··· MATERIAL SUPPLIED
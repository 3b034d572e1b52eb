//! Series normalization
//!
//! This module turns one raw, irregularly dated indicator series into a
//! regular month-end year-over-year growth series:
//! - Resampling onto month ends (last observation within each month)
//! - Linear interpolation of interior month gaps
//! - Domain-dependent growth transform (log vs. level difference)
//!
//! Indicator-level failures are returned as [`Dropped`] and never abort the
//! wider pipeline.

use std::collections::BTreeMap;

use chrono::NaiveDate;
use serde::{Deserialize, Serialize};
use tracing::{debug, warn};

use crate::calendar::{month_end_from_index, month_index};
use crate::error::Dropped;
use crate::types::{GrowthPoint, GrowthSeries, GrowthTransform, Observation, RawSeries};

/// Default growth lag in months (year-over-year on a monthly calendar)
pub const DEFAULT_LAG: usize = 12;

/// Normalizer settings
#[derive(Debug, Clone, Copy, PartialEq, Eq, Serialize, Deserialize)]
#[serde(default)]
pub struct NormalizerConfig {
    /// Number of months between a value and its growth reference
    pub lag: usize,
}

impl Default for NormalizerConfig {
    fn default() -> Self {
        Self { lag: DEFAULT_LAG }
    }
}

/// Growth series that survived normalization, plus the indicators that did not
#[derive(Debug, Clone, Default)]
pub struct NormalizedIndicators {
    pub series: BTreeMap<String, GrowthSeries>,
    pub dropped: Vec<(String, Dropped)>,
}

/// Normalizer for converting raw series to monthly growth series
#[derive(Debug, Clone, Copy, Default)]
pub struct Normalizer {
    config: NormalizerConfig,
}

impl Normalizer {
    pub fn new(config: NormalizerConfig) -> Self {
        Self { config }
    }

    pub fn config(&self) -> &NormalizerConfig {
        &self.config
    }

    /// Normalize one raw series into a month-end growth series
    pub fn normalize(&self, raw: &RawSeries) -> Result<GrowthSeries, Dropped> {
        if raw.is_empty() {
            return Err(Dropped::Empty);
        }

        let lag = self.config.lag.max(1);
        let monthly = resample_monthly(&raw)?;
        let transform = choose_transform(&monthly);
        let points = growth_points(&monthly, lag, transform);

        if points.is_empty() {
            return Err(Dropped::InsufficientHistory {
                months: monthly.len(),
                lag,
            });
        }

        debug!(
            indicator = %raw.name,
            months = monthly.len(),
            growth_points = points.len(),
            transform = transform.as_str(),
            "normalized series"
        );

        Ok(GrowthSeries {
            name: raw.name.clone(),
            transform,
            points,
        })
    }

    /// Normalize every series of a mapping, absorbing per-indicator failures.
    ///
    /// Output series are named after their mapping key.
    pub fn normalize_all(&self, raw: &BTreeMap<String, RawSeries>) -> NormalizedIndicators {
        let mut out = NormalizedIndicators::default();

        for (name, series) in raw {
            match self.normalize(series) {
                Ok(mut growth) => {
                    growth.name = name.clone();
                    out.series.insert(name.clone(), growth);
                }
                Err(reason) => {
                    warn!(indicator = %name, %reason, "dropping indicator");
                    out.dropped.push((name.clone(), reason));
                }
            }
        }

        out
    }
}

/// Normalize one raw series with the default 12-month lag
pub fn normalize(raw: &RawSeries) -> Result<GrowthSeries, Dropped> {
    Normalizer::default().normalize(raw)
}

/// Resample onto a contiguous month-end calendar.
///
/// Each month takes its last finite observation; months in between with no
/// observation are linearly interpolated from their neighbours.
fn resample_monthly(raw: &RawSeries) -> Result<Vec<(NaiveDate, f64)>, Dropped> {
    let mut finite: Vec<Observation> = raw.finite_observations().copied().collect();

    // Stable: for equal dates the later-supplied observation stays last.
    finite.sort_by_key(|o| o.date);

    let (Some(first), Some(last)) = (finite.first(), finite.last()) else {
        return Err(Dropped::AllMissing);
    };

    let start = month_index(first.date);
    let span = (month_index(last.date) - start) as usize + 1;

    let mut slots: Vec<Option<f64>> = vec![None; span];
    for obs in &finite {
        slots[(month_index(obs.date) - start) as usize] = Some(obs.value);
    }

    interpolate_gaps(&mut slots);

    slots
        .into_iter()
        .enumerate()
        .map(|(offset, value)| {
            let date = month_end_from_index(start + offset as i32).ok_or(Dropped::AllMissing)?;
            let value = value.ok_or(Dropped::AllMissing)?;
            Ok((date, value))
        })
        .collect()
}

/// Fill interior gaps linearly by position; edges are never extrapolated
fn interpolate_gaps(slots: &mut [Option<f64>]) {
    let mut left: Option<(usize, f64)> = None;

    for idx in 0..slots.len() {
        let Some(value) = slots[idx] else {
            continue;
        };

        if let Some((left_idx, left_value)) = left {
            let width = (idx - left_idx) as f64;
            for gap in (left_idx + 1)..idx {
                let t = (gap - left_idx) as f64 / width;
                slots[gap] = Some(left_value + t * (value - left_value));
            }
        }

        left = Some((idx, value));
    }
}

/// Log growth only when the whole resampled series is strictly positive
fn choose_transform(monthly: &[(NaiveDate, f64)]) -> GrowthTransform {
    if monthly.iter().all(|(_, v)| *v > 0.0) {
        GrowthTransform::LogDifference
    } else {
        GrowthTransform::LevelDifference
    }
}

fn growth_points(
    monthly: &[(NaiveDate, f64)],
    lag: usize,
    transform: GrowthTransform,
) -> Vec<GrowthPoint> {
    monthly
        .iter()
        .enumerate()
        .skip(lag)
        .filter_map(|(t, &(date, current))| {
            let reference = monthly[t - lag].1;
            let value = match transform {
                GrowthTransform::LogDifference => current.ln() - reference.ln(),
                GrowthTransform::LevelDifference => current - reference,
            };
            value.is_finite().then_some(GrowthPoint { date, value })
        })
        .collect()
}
······
··· MATERIAL SUPPLIED
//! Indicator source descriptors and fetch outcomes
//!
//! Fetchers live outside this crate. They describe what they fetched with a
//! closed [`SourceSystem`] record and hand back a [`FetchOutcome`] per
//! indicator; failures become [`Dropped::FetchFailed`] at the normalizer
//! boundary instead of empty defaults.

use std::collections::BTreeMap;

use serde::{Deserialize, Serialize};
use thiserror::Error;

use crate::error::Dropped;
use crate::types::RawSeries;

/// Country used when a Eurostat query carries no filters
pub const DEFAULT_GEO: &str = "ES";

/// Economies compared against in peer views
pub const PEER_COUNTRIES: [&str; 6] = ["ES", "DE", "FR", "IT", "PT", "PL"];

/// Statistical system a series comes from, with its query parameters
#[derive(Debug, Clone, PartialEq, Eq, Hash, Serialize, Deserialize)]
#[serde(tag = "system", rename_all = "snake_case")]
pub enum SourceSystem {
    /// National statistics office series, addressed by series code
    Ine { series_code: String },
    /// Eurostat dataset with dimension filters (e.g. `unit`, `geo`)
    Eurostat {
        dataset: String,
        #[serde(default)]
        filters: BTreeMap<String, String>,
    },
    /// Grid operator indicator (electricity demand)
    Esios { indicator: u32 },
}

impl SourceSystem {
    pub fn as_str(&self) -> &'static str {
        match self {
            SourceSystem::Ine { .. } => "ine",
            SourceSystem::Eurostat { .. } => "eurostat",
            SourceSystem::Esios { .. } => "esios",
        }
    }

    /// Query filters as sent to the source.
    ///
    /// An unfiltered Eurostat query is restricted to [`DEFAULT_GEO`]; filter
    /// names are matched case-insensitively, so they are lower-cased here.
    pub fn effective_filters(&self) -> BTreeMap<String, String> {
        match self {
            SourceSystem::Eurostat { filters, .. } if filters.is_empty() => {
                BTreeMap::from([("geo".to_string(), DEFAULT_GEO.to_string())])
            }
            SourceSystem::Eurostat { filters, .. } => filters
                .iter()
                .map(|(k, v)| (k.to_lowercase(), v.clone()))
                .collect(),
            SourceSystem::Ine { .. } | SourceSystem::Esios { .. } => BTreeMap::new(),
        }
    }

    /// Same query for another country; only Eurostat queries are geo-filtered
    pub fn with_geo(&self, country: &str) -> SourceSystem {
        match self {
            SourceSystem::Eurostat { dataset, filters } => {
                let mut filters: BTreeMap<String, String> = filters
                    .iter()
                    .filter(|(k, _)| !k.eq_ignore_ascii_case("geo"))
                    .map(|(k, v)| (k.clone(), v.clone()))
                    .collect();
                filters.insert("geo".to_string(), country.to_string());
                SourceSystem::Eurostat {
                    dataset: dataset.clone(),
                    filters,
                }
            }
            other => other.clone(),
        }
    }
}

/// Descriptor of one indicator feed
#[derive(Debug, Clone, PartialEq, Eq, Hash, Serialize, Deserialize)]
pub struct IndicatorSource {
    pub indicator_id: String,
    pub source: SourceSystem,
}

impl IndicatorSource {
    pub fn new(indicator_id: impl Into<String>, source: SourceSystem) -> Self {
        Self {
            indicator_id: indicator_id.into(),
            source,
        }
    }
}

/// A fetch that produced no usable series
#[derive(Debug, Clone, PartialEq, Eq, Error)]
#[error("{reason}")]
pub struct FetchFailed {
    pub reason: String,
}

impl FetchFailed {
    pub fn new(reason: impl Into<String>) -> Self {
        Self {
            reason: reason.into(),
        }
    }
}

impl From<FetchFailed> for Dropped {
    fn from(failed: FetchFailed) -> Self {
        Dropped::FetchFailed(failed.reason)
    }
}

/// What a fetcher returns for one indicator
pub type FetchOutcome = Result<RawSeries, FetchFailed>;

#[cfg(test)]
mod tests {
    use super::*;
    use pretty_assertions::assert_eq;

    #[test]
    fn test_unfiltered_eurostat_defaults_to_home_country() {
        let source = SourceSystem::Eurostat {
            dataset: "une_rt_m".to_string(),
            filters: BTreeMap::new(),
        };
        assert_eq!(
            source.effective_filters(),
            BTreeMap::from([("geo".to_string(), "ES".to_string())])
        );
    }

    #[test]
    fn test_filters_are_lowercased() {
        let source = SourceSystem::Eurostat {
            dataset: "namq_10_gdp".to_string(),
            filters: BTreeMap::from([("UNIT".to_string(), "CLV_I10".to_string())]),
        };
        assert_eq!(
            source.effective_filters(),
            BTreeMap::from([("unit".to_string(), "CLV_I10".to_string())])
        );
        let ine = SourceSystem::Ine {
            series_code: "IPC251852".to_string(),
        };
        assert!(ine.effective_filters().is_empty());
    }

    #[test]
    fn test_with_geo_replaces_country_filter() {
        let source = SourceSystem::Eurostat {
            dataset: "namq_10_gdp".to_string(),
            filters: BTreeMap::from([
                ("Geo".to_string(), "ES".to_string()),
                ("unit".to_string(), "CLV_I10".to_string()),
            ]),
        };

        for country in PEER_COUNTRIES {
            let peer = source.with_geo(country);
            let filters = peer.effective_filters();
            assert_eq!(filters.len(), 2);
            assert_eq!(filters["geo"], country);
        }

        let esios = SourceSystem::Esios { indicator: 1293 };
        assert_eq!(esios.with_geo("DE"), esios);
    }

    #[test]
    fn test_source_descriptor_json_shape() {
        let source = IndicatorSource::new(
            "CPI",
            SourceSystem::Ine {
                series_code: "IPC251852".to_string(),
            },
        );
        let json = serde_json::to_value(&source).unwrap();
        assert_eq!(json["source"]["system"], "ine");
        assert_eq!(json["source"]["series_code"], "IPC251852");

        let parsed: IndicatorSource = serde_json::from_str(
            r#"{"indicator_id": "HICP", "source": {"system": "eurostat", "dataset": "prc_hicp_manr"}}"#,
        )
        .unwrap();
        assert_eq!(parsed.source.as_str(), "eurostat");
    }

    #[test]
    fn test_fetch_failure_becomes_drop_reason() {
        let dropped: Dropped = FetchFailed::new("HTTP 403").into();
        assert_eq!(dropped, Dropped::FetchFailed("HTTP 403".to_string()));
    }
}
······
Going through the listing above, tally the lines that contain the word "over" and state the total alone.

2